Panagrolaimus species are found around the world and are known for surviving in environments that regularly expose them to desiccation or freezing, says Ann Burnell, an emeritus professor of biology at Maynooth University in Ireland, who was not involved in the new study.
If the worms really are as old as the study suggests, they would be by far the most stunning examples of what scientists call cryptobiosis—an organism’s ability to suspend its own metabolism in poor conditions.
“I thought it was an impressive and interesting piece of work,” says David Wharton, an emeritus professor of zoology at New Zealand’s University of Otago, who was not involved in the new research.
But some scientists are skeptical of the study’s findings, which was also the case when the specimens were first reported in 2018. At that time outside researchers expressed concerns that the analyzed nematodes might be modern contamination.
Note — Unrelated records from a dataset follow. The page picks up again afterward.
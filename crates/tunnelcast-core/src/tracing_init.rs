//! Shared tracing/logging initialization.
//!
//! Everything the launcher reports, including the forwarded output of the
//! dashboard and tunnel processes, goes through one subscriber: stderr for
//! the service manager's journal and, when configured, an append-only file.

use std::fs::OpenOptions;
use std::path::Path;
use std::sync::Arc;

use tracing_subscriber::{layer::SubscriberExt, util::SubscriberInitExt};

use crate::error::{Error, Result};

/// Initialise the global tracing subscriber.
///
/// * `default_filter` -- default `RUST_LOG` value when the env-var is not set
///   (e.g. `"tunnelcast=info"`).
/// * `log_json` -- when `true`, emit structured JSON log lines instead of the
///   human-readable format.
/// * `log_file` -- when set, every event is also appended to this file. The
///   file is created if missing and never truncated.
pub fn init_tracing(default_filter: &str, log_json: bool, log_file: Option<&Path>) -> Result<()> {
    let env_filter = tracing_subscriber::EnvFilter::new(
        std::env::var("RUST_LOG").unwrap_or_else(|_| default_filter.into()),
    );

    let file = match log_file {
        Some(path) => {
            if let Some(parent) = path.parent().filter(|p| !p.as_os_str().is_empty()) {
                std::fs::create_dir_all(parent)?;
            }
            let file = OpenOptions::new().create(true).append(true).open(path)?;
            Some(Arc::new(file))
        }
        None => None,
    };

    let registry = tracing_subscriber::registry().with(env_filter);
    let installed = if log_json {
        registry
            .with(tracing_subscriber::fmt::layer().json().with_writer(std::io::stderr))
            .with(file.map(|f| {
                tracing_subscriber::fmt::layer()
                    .json()
                    .with_ansi(false)
                    .with_writer(f)
            }))
            .try_init()
    } else {
        registry
            .with(tracing_subscriber::fmt::layer().with_writer(std::io::stderr))
            .with(file.map(|f| {
                tracing_subscriber::fmt::layer()
                    .with_ansi(false)
                    .with_writer(f)
            }))
            .try_init()
    };
    installed.map_err(|e| Error::Logging(e.to_string()))
}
Byron Adams, a biologist at Brigham Young University, was one of those skeptics and remains unconvinced by Kurzchalia and his colleagues’ new work. “I would love to believe that the animals they are describing have survived being frozen for 40,000 years in permafrost,” Adams says. “And if I were a betting man, I would bet that it could actually happen, and these things really are this old.”
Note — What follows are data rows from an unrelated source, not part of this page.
//! Tunnel address discovery in streamed tunnel output.
//!
//! cloudflared announces an ephemeral tunnel by printing its public URL
//! somewhere in its combined output, usually inside an ASCII box:
//!
//! ```text
//! INF |  https://random-words-here.trycloudflare.com  |
//! ```
//!
//! When the quick-tunnel service throttles the caller it prints an HTTP
//! `429 Too Many Requests` status instead.

use std::fmt;
use std::sync::LazyLock;

use regex::Regex;

/// Literal marker cloudflared prints when the quick-tunnel API throttles us.
pub const RATE_LIMIT_MARKER: &str = "429 Too Many Requests";

static ADDRESS_RE: LazyLock<Regex> = LazyLock::new(|| {
    Regex::new(r"https://[a-zA-Z0-9-]+\.trycloudflare\.com").expect("static regex is valid")
});

/// Public address of the tunnel.
///
/// Either discovered in tunnel output or supplied by the operator for a
/// stable tunnel. "No address" is modelled as `Option::None`, never as an
/// empty string.
#[derive(Debug, Clone, PartialEq, Eq)]
pub struct TunnelAddress(String);

impl TunnelAddress {
    /// Wrap an operator-configured literal address.
    ///
    /// Returns `None` for blank input so an unset-but-present environment
    /// variable behaves like an absent one.
    pub fn configured(literal: &str) -> Option<Self> {
        let trimmed = literal.trim();
        if trimmed.is_empty() {
            None
        } else {
            Some(Self(trimmed.to_string()))
        }
    }

    pub fn as_str(&self) -> &str {
        &self.0
    }
}

impl fmt::Display for TunnelAddress {
    fn fmt(&self, f: &mut fmt::Formatter<'_>) -> fmt::Result {
        f.write_str(&self.0)
    }
}

/// Result of scanning the output captured so far.
#[derive(Debug, Clone, PartialEq, Eq)]
pub enum ScanOutcome {
    /// An address was found; the attempt succeeded.
    Address(TunnelAddress),
    /// The provider throttled us; the attempt must be abandoned.
    RateLimited,
    /// Neither yet; keep polling.
    Pending,
}

/// Extract the first ephemeral tunnel address from `text`.
pub fn extract_address(text: &str) -> Option<TunnelAddress> {
    ADDRESS_RE
        .find(text)
        .map(|m| TunnelAddress(m.as_str().to_string()))
}

/// Classify the output captured so far.
///
/// An address wins over the rate-limit marker when both are present.
pub fn scan(text: &str) -> ScanOutcome {
    if let Some(address) = extract_address(text) {
        ScanOutcome::Address(address)
    } else if text.contains(RATE_LIMIT_MARKER) {
        ScanOutcome::RateLimited
    } else {
        ScanOutcome::Pending
    }
}

/// First `n` lines of `text`, for diagnostics after a failed acquisition.
pub fn head_lines(text: &str, n: usize) -> String {
    text.lines().take(n).collect::<Vec<_>>().join("\n")
}

#[cfg(test)]
#[allow(clippy::unwrap_used)]
mod tests {
    use super::*;

    #[test]
    fn extracts_address_from_box() {
        let text = "INF +----------------------------+\n\
                    INF |  https://random-words-here.trycloudflare.com  |\n";
        assert_eq!(
            extract_address(text).unwrap().as_str(),
            "https://random-words-here.trycloudflare.com"
        );
    }

    #[test]
    fn extracts_only_first_of_several_addresses() {
        let text = "https://first-1.trycloudflare.com then https://second-2.trycloudflare.com";
        assert_eq!(
            extract_address(text).unwrap().as_str(),
            "https://first-1.trycloudflare.com"
        );
    }

    #[test]
    fn extraction_stops_at_hostname_suffix() {
        let text = "visit https://abc-123.trycloudflare.com/path?x=1 now";
        assert_eq!(
            extract_address(text).unwrap().as_str(),
            "https://abc-123.trycloudflare.com"
        );
    }

    #[test]
    fn ignores_other_hosts_and_plain_http() {
        assert!(extract_address("http://abc.trycloudflare.com").is_none());
        assert!(extract_address("https://abc.example.com").is_none());
        assert!(extract_address("https://under_score.trycloudflare.com").is_none());
        assert!(extract_address("Requesting new quick Tunnel on trycloudflare.com...").is_none());
    }

    #[test]
    fn scan_reports_rate_limit() {
        let text = "ERR failed to request quick Tunnel: 429 Too Many Requests\n";
        assert_eq!(scan(text), ScanOutcome::RateLimited);
    }

    #[test]
    fn scan_prefers_address_over_marker() {
        let text = "429 Too Many Requests\nhttps://late-ok.trycloudflare.com\n";
        assert!(matches!(scan(text), ScanOutcome::Address(_)));
    }

    #[test]
    fn scan_pending_on_unrelated_output() {
        assert_eq!(scan("INF Starting tunnel tunnelID=\n"), ScanOutcome::Pending);
        assert_eq!(scan(""), ScanOutcome::Pending);
    }

    #[test]
    fn configured_address_rejects_blank() {
        assert!(TunnelAddress::configured("   ").is_none());
        assert_eq!(
            TunnelAddress::configured(" https://dash.example.org ")
                .unwrap()
                .to_string(),
            "https://dash.example.org"
        );
    }

    #[test]
    fn head_lines_is_bounded() {
        let text = "a\nb\nc\nd\n";
        assert_eq!(head_lines(text, 2), "a\nb");
        assert_eq!(head_lines(text, 10), "a\nb\nc\nd");
    }
}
But Adams contends that the analysis in the paper doesn’t prove the worms’ age—only that of the plant material found nearby. “I don’t doubt the age of the organic material in the permafrost,” he says. “Those values are likely legit.”
Adams adds, however, that “the authors haven’t done the work to show that the animals they have recovered are not simply surface contaminants.” One way to verify the ages, he says, would be to sample soil in the area and confirm that nematodes in it represent different species from those found living in the permafrost.